The attribute that makes Robert Plant jealous of Bob Dylan’s songwriting
Led Zeppelin frontman Robert Plant has always admired Bob Dylan, an artist who he views as the ultimate songsmith. As a songwriter, Plant is accomplished, but even he admits it is not his main area of strength and Dylan’s talent in that faculty makes him green with envy.
Only a handful of songwriters can claim to be on a similar level as Dylan, a creative who operates in a different universe from most. Vocally, during his peak, Plant could hit notes that Dylan could never dream of landing, but it’s never been a debate about who is the more gifted songwriter out of the pair.
There was a specific moment when Dylan first found his way into Plant’s life and its impact on how he saw the world. The American offered up an invitation into an exciting new land and filled his song with references to people who’d previously never entered his consciousness.
“Something happened when Dylan arrived. I had to grapple with what he was talking about. His music referenced Woody Guthrie, Richard and Mimi Farina, Reverend Gary Davis, Dave Van Ronk and all these great American artists I knew nothing about,” Plant once told The Guardian. “He was absorbing the details of America and bringing it out without any reservation at all and ignited a social conscience that is spectacular”.
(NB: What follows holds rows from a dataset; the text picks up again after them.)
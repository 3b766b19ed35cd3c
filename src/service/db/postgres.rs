//! PostgreSQL implementation for ticket-classifier storage.

use std::{sync::Arc, time::Duration};

use async_trait::async_trait;
use sqlx::{
    ConnectOptions, Connection,
    postgres::{PgConnectOptions, PgConnection},
};
use tracing::{debug, info, instrument};

use crate::base::{
    config::Config,
    types::{Res, TicketRow, Void},
};

use super::{DbClient, GenericDbClient};

const INSERT_TICKET: &str = r#"
    INSERT INTO tickets (input_text, label, reason, confidence, recommended_action)
    VALUES ($1, $2, $3, $4, $5)
"#;

// Extra methods on `DbClient` applied by the postgres implementation.

impl DbClient {
    pub fn postgres(config: &Config) -> Self {
        let client = PostgresDbClient::new(config);
        Self { inner: Arc::new(client) }
    }
}

/// PostgreSQL client.
///
/// Holds only connection options: a connection is opened per insert and
/// released before the call returns.
#[derive(Clone)]
pub struct PostgresDbClient {
    options: PgConnectOptions,
    connect_timeout: Duration,
}

impl PostgresDbClient {
    /// Create a new database client.
    #[instrument(name = "PostgresDbClient::new", skip_all)]
    pub fn new(config: &Config) -> Self {
        let options = PgConnectOptions::new()
            .host(&config.pg_host)
            .port(config.pg_port)
            .database(&config.pg_database)
            .username(&config.pg_user)
            .password(&config.pg_password)
            .application_name("ticket-classifier");

        info!("Database target `{}:{}/{}`.", config.pg_host, config.pg_port, config.pg_database);

        Self {
            options,
            connect_timeout: Duration::from_secs(config.pg_connect_timeout_secs.max(1)),
        }
    }

    async fn connect(&self) -> Res<PgConnection> {
        let connection = tokio::time::timeout(self.connect_timeout, self.options.connect())
            .await
            .map_err(|_| anyhow::anyhow!("Timed out connecting to the database after {:?}.", self.connect_timeout))??;

        Ok(connection)
    }
}

#[async_trait]
impl GenericDbClient for PostgresDbClient {
    #[instrument(name = "PostgresDbClient::insert_ticket", skip_all)]
    async fn insert_ticket(&self, row: &TicketRow) -> Void {
        let mut connection = self.connect().await?;

        // On error the connection is dropped here, which closes it.
        sqlx::query(INSERT_TICKET)
            .bind(&row.input_text)
            .bind(&row.label)
            .bind(&row.reason)
            .bind(row.confidence)
            .bind(&row.recommended_action)
            .execute(&mut connection)
            .await?;

        connection.close().await?;

        debug!("Inserted ticket labelled `{}`.", row.label);

        Ok(())
    }
}
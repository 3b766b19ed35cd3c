//! Service integrations for external APIs and clients.
//!
//! This module contains implementations for the services used by the ticket-classifier:
//! - Database services (e.g., PostgreSQL)
//! - LLM services (e.g., Gemini)
//!
//! Each service module defines both generic traits and concrete implementations,
//! allowing for extensibility and easy testing.

pub mod db;
pub mod llm;
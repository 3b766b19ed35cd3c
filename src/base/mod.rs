//! Core components, types, and utilities for the ticket-classifier.
//!
//! This module contains fundamental building blocks used throughout the application:
//! - Configuration handling and environment variables.
//! - The classification prompt.
//! - Extraction and normalization of model replies.
//! - Common types and result handling.

pub mod config;
pub mod extract;
pub mod metadata;
pub mod normalize;
pub mod prompts;
pub mod types;
//! This module handles the storage of classified tickets in the database.

use tokio::task::JoinHandle;
use tracing::{Instrument, debug, error, instrument};

use crate::{
    base::types::{TicketRow, Void},
    service::db::DbClient,
};

/// Handles the ticket storage event.
///
/// The insert runs on its own task so that neither an error nor a panic in the
/// database layer can reach the caller; failures are only logged.
#[instrument(skip_all)]
pub fn handle_ticket_storage(row: TicketRow, db: DbClient) -> JoinHandle<()> {
    tokio::spawn(
        async move {
            // Process the event.
            let result = handle_ticket_storage_internal(&row, &db).await;

            // Log any errors.
            if let Err(err) = &result {
                error!("Failed to store ticket: {:#}", err);
            }
        }
        .in_current_span(),
    )
}

/// Internal function to handle the ticket storage event.
#[instrument(skip_all)]
async fn handle_ticket_storage_internal(row: &TicketRow, db: &DbClient) -> Void {
    db.insert_ticket(row).await?;

    debug!("Ticket stored.");

    Ok(())
}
Almost 60 years since Dylan’s popularity explosion, his output still has the same strong emotive effect on Plant. Following Dylan’s release of Rough and Rowdy Ways, the former Led Zeppelin frontman heaped praise upon Dylan on his Digging Deep podcast and explained what makes him an elite songwriter.
During the episode, Plant discusses how he separates music and lyrics during songwriting. When discussing the latter, the singer said: “Whose soul are you really baring? Are you baring your own soul?… Do you go into character, or do you refer to people who you care about who are in trouble? And the song pours out from another angle. That’s quite something.”
Everitt was surprised by this acknowledgement, to which Plant self-deprecatingly replied: “My songwriting’s pretty … it goes in a straight line. The idea of me actually taking on the guise of somebody who’s been in some kind of situation that you can only watch from afar – it’s more than I can even imagine, to voice somebody else’s condition and actually be them in the song.”
Plant moved the conversation onto Rough and Rowdy Ways and discussed how the song is a collection of pieces that features “people who’ve lived a life and they are actually telling it”. On Dylan, Plant believes his peer is “able to – whimsically, almost, I would say – tell us the story of what he sees of himself and how he sees other people”.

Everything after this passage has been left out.